After that, my friend said “what the hell are you doing here?
You should go home”.
I felt so ashamed, and felt like a failure.
This is not an uncommon scenario.
Some men go out to get a drink, some women go to the bar and ask for help, and some women ask men to watch them.
In general, I have never felt unsafe because I have a normal conversation, which I do when I’m alone with a partner.
But today, I was having a conversation on my phone with a man, and when he started to talk about rape, I felt very ashamed and felt unsafe.
If you’ve been sexually assaulted and you’ve heard it before, you’re probably thinking “what is going on here?”
The only time I feel safe is when I feel really safe with someone.
If I don the condom, I feel unsafe.
But, when a man says something like “I didn’t rape you, I didn’t even touch you”, then I feel more safe.
That’s because I’m not a rape victim, I’m a survivor.
When you talk to someone about rape and they say something like, “Oh, you didn’t feel raped” and you say “No, I think that’s rape”, then you’re admitting that you don’t feel unsafe, but you’re also saying “Well, I don:)”.
The reason I feel so uncomfortable when a male is saying something like this is because they know that if you say anything, they will get back at you.
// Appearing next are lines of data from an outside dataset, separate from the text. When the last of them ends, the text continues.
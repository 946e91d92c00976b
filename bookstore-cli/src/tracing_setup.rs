//! Tracing setup for the bookstore binary
//!
//! Usage:
//!   bookstore --debug                 # Debug logging to console
//!   RUST_LOG=bookstore=debug bookstore  # Fine-grained log control

use anyhow::{anyhow, Result};
use tracing_subscriber::EnvFilter;

/// Initialize console tracing.
pub fn init_tracing(debug: bool) -> Result<()> {
    let filter = if debug {
        // Debug mode: set debug level unless RUST_LOG is explicitly set
        EnvFilter::try_from_default_env().unwrap_or_else(|_| EnvFilter::new("debug"))
    } else {
        EnvFilter::try_from_default_env().unwrap_or_else(|_| EnvFilter::new("info"))
    };

    tracing_subscriber::fmt()
        .with_env_filter(filter)
        .with_target(debug) // Show targets in debug mode
        .compact()
        .try_init()
        .map_err(|err| anyhow!(err))
}
//! Book repository
//!
//! One method per catalog operation. Each method borrows a connection
//! from the pool for exactly the duration of its statement (plus commit
//! for mutations); the connection returns to the pool on drop whether
//! the operation succeeds or fails.

use sqlx::PgPool;

use crate::models::{Book, BookDraft};

/// Database error type
#[derive(Debug, thiserror::Error)]
pub enum DbError {
    #[error("database error: {0}")]
    Sqlx(#[from] sqlx::Error),

    #[error("not found: {resource} {id}")]
    NotFound { resource: &'static str, id: i32 },
}

/// Book repository
pub struct BookRepo<'a> {
    pool: &'a PgPool,
}

impl<'a> BookRepo<'a> {
    pub fn new(pool: &'a PgPool) -> Self {
        Self { pool }
    }

    /// List every book, ordered by id ascending.
    ///
    /// An empty catalog yields an empty vec, not an error.
    pub async fn list(&self) -> Result<Vec<Book>, DbError> {
        let books = sqlx::query_as::<_, Book>(
            r#"
            SELECT id, title, author, isbn, year, price, created_at, updated_at
            FROM books
            ORDER BY id
            "#,
        )
        .fetch_all(self.pool)
        .await?;

        Ok(books)
    }

    /// Get a single book by id.
    pub async fn get(&self, id: i32) -> Result<Book, DbError> {
        sqlx::query_as::<_, Book>(
            r#"
            SELECT id, title, author, isbn, year, price, created_at, updated_at
            FROM books
            WHERE id = $1
            "#,
        )
        .bind(id)
        .fetch_optional(self.pool)
        .await?
        .ok_or(DbError::NotFound {
            resource: "book",
            id,
        })
    }

    /// Insert a book, returning the stored row with its assigned id and
    /// timestamps.
    pub async fn create(&self, draft: &BookDraft) -> Result<Book, DbError> {
        let mut tx = self.pool.begin().await?;

        let book = sqlx::query_as::<_, Book>(
            r#"
            INSERT INTO books (title, author, isbn, year, price)
            VALUES ($1, $2, $3, $4, $5)
            RETURNING id, title, author, isbn, year, price, created_at, updated_at
            "#,
        )
        .bind(&draft.title)
        .bind(&draft.author)
        .bind(&draft.isbn)
        .bind(draft.year)
        .bind(draft.price)
        .fetch_one(&mut *tx)
        .await?;

        tx.commit().await?;
        Ok(book)
    }

    /// Replace all five business fields of a book.
    ///
    /// `updated_at` is advanced by the statement itself rather than left
    /// to a store-side trigger. A missing id drops the transaction
    /// uncommitted and reports `NotFound`.
    pub async fn update(&self, id: i32, draft: &BookDraft) -> Result<Book, DbError> {
        let mut tx = self.pool.begin().await?;

        let book = sqlx::query_as::<_, Book>(
            r#"
            UPDATE books
            SET title = $1, author = $2, isbn = $3, year = $4, price = $5,
                updated_at = now()
            WHERE id = $6
            RETURNING id, title, author, isbn, year, price, created_at, updated_at
            "#,
        )
        .bind(&draft.title)
        .bind(&draft.author)
        .bind(&draft.isbn)
        .bind(draft.year)
        .bind(draft.price)
        .bind(id)
        .fetch_optional(&mut *tx)
        .await?
        .ok_or(DbError::NotFound {
            resource: "book",
            id,
        })?;

        tx.commit().await?;
        Ok(book)
    }

    /// Delete a book by id. Zero affected rows is `NotFound` and the
    /// transaction is never committed.
    pub async fn delete(&self, id: i32) -> Result<(), DbError> {
        let mut tx = self.pool.begin().await?;

        let result = sqlx::query("DELETE FROM books WHERE id = $1")
            .bind(id)
            .execute(&mut *tx)
            .await?;

        if result.rows_affected() == 0 {
            return Err(DbError::NotFound {
                resource: "book",
                id,
            });
        }

        tx.commit().await?;
        Ok(())
    }
}

#[cfg(test)]
mod tests {
    use super::*;
    use crate::db::pool::{create_pool, DbConfig};

    // Integration tests - run with DB_* env vars pointing at a test database:
    // cargo test -p bookstore-server -- --ignored

    fn draft() -> BookDraft {
        BookDraft {
            title: "Dune".to_string(),
            author: "Herbert".to_string(),
            isbn: "978-0441013593".to_string(),
            year: 1965,
            price: 9.99,
        }
    }

    async fn test_pool() -> PgPool {
        create_pool(&DbConfig::from_env().expect("invalid db config"))
            .await
            .expect("pool creation failed")
    }

    #[tokio::test]
    #[ignore = "requires database"]
    async fn create_then_get_round_trip() {
        let pool = test_pool().await;
        let repo = BookRepo::new(&pool);

        let created = repo.create(&draft()).await.expect("create failed");
        assert!(created.id > 0);
        assert_eq!(created.title, "Dune");
        assert_eq!(created.created_at, created.updated_at);

        let fetched = repo.get(created.id).await.expect("get failed");
        assert_eq!(fetched, created);

        repo.delete(created.id).await.expect("cleanup failed");
    }

    #[tokio::test]
    #[ignore = "requires database"]
    async fn update_replaces_fields_and_advances_updated_at() {
        let pool = test_pool().await;
        let repo = BookRepo::new(&pool);

        let created = repo.create(&draft()).await.expect("create failed");
        let mut changed = draft();
        changed.price = 12.50;

        let updated = repo
            .update(created.id, &changed)
            .await
            .expect("update failed");
        assert_eq!(updated.id, created.id);
        assert_eq!(updated.price, 12.50);
        assert_eq!(updated.created_at, created.created_at);
        assert!(updated.updated_at >= created.updated_at);

        repo.delete(created.id).await.expect("cleanup failed");
    }

    #[tokio::test]
    #[ignore = "requires database"]
    async fn missing_ids_report_not_found() {
        let pool = test_pool().await;
        let repo = BookRepo::new(&pool);

        let created = repo.create(&draft()).await.expect("create failed");
        repo.delete(created.id).await.expect("delete failed");

        // Deleted id behaves the same as one never created
        assert!(matches!(
            repo.get(created.id).await,
            Err(DbError::NotFound { .. })
        ));
        assert!(matches!(
            repo.update(created.id, &draft()).await,
            Err(DbError::NotFound { .. })
        ));
        assert!(matches!(
            repo.delete(created.id).await,
            Err(DbError::NotFound { .. })
        ));
    }

    #[tokio::test]
    #[ignore = "requires database"]
    async fn list_is_ordered_by_id() {
        let pool = test_pool().await;
        let repo = BookRepo::new(&pool);

        let first = repo.create(&draft()).await.expect("create failed");
        let second = repo.create(&draft()).await.expect("create failed");

        let books = repo.list().await.expect("list failed");
        let ids: Vec<i32> = books.iter().map(|b| b.id).collect();
        let mut sorted = ids.clone();
        sorted.sort_unstable();
        assert_eq!(ids, sorted);

        repo.delete(first.id).await.expect("cleanup failed");
        repo.delete(second.id).await.expect("cleanup failed");
    }

    #[tokio::test]
    #[ignore = "requires database"]
    async fn no_connections_leak_after_concurrent_requests() {
        let pool = test_pool().await;

        let handles: Vec<_> = (0..20)
            .map(|_| {
                let pool = pool.clone();
                tokio::spawn(async move {
                    let repo = BookRepo::new(&pool);
                    let book = repo.create(&draft()).await.expect("create failed");
                    repo.get(book.id).await.expect("get failed");
                    repo.delete(book.id).await.expect("delete failed");
                    // NotFound path releases its connection too
                    let _ = repo.get(book.id).await;
                })
            })
            .collect();

        for handle in handles {
            handle.await.expect("task panicked");
        }

        assert_eq!(pool.size() as usize - pool.num_idle(), 0);
    }
}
They will say “I hate you, you rape me” or “I’m so angry at you, that’s why I’m so mad at you”, or “Why do you feel this way?”
It’s a way for them to get back to you and tell you how they feel, and to make you feel unsafe for having the conversation.
The first time I heard someone saying rape, it felt very different.
At the time, I knew I was a victim of sexual assault, and even though I had a drink at the bar with my friends, I had no idea that it was actually happening.
When I heard this, I thought, “oh my God, he is right, I really shouldn’t be doing that”, because I had to have someone talk to me.
I had never thought of myself as a victim.
Instead of asking him “Why are you talking to me?”, I asked him “What do you want?”
He said he didn’t want me to go back home, but that he wanted to talk to his partner.
When I told him I wasn’t feeling safe, he just looked at me like “why?”.
He then started to laugh, and continued to talk and to ask me questions about my partner.
It was as if I didn,t want to hear anything from him, so I asked again.
After I asked what was going on, he said “Well I think you were raped, I never thought about it.”
I was very uncomfortable.
Now, I know I’m no victim, and that the men who say this are no victims either.
And if you have been sexually abused, you know it.
But if you don,re thinking that way, then you are a victim and a victimizer.
My friends who are victims don’t need to feel unsafe anymore, and they don’t have to hide their true feelings, but they have to get help.
These types of men are using their power to get attention, and the way they do that is through making rape victims feel unsafe and ashamed.
People need to stop using rape to gain power, and if they don,ve got to start using their real feelings to help other people.